La Policía actúa ante el encierro de un vecino de Garrido en protesta por la construcción del párking

Los opositores al parking logran que la empresa que hacía la poda de los árboles desista de seguir con su trabajo a pesar de la presencia policial. Un vecino se cuela en el recinto vallado y obliga a un importante despliegue policial.

Los vecinos que forman parte de la plataforma que se opone al parking Garrido continúan con su lucha y han logrado detener el avance de los primeros trabajos. No en vano, este 29 de septiembre, un grupo de vecinos de este barrio salmantino han pasado a la carga y han conseguido paralizar las labores de poda de los árboles de la zona que estaba realizando la empresa encargada.

 

Una empresa de viveros realizó durante la mañana del lunes los primeros trabajos de poda de los árboles del parque de Garrido, supuestamente, paso previo a su traslado ya que hay que quitarlos para construir el parking y existe un compromiso para trasplantarlos a otro lugar en vez de talarlos. Sin embargo, los vecinos contrarios al proyecto creen que se trata más de una tala de árboles que de una poda, ya que temen que, una vez sean trasladados a otro lugar durante las obras, se sequen.
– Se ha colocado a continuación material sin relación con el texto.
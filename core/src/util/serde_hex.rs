//! Hex serialization helpers for serde
use serde::Deserialize;

pub fn serialize<S>(bytes: &[u8], serializer: S) -> Result<S::Ok, S::Error>
where
    S: serde::Serializer,
{
    serializer.serialize_str(&hex::encode(bytes))
}

pub fn deserialize<'de, D>(deserializer: D) -> Result<Vec<u8>, D::Error>
where
    D: serde::Deserializer<'de>,
{
    let s = String::deserialize(deserializer)?;
    hex::decode(s).map_err(serde::de::Error::custom)
}

fn decode_32<E: serde::de::Error>(s: &str) -> Result<[u8; 32], E> {
    let bytes = hex::decode(s).map_err(E::custom)?;
    bytes.try_into().map_err(|_| E::custom("Invalid length"))
}

/// Fixed 32-byte keys (public keys, chain keys, root keys)
pub mod bytes32 {
    use super::*;

    pub fn serialize<S>(bytes: &[u8; 32], serializer: S) -> Result<S::Ok, S::Error>
    where
        S: serde::Serializer,
    {
        serializer.serialize_str(&hex::encode(bytes))
    }

    pub fn deserialize<'de, D>(deserializer: D) -> Result<[u8; 32], D::Error>
    where
        D: serde::Deserializer<'de>,
    {
        let s = String::deserialize(deserializer)?;
        decode_32(&s)
    }
}

pub mod option_bytes32 {
    use super::*;

    pub fn serialize<S>(bytes: &Option<[u8; 32]>, serializer: S) -> Result<S::Ok, S::Error>
    where
        S: serde::Serializer,
    {
        match bytes {
            Some(b) => serializer.serialize_some(&hex::encode(b)),
            None => serializer.serialize_none(),
        }
    }

    pub fn deserialize<'de, D>(deserializer: D) -> Result<Option<[u8; 32]>, D::Error>
    where
        D: serde::Deserializer<'de>,
    {
        match Option::<String>::deserialize(deserializer)? {
            Some(s) => decode_32(&s).map(Some),
            None => Ok(None),
        }
    }
}

/// Ordered list of 32-byte keys
pub mod bytes32_seq {
    use super::*;
    use serde::ser::SerializeSeq;
    use std::collections::VecDeque;

    pub fn serialize<S>(keys: &VecDeque<[u8; 32]>, serializer: S) -> Result<S::Ok, S::Error>
    where
        S: serde::Serializer,
    {
        let mut seq = serializer.serialize_seq(Some(keys.len()))?;
        for key in keys {
            seq.serialize_element(&hex::encode(key))?;
        }
        seq.end()
    }

    pub fn deserialize<'de, D>(deserializer: D) -> Result<VecDeque<[u8; 32]>, D::Error>
    where
        D: serde::Deserializer<'de>,
    {
        Vec::<String>::deserialize(deserializer)?
            .iter()
            .map(|s| decode_32(s))
            .collect()
    }
}

pub mod signature {
    use super::*;
    use ed25519_dalek::Signature;

    pub fn serialize<S>(sig: &Signature, serializer: S) -> Result<S::Ok, S::Error>
    where
        S: serde::Serializer,
    {
        serializer.serialize_str(&hex::encode(sig.to_bytes()))
    }

    pub fn deserialize<'de, D>(deserializer: D) -> Result<Signature, D::Error>
    where
        D: serde::Deserializer<'de>,
    {
        let s = String::deserialize(deserializer)?;
        let bytes = hex::decode(s).map_err(serde::de::Error::custom)?;
        let array: [u8; 64] = bytes.try_into().map_err(|_| serde::de::Error::custom("Invalid length"))?;
        Ok(Signature::from_bytes(&array))
    }
}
Por este motivo, han decidido actuar.

 

Algunos de los árboles del parque ya han sido podados.

 

Así, a primera hora de la tarde, un grupo de vecinos se ha apostado en la puerta de entrada al recinto vallado que ahora rodea todo el perímetro del popular parque de Garrido. Ante la imposibilidad de realizar su labor por la presión de los vecinos, responsables de la empresa han decidido sacar la maquinaria y no continuar las actuaciones al considerar que no se daban las condiciones necesarias. Esta situación ha hecho necesaria la presencia de un importante despliegue policial, con efectivos de la Policía Nacional y de la Policía Local.

 

Pero no todo queda ahí porque, mediada la tarde, un vecino ha decidido protestar de una manera original: colándose en el recinto. Ha conseguido pasar al otro lado de las vallas y ni siquiera la nutrida presencia policial ha podido impedirlo. Pasadas las nueve de la noche no había abandonado su actitud y permanecía en el recinto; el protagonista de la protesta, uno de los miembros relevantes de la plataforma contra el subterráneo, se ha hecho notar asomándose a la valla cuando no había presencia policial y, después, emitiendo aullidos. Los vecinos integrantes de la plataforma contra el parking consideran que tiene todo el derecho a permanecer en el interior del recinto vallado porque no se está produciendo ninguna obra y no hay orden que lo impida. 

 

Esta situación, y el hecho de que no se podía abrir el candado que cierra la puerta, ha impedido que las fuerzas de seguridad pudieran entrar para conminar al vecino a abandonar su actitud. El dispositivo policial se ha ido reduciendo y, cerca de las nueve y media de la noche, solo quedaba una furgoneta de la Policía Nacional y un coche de la Policía Local.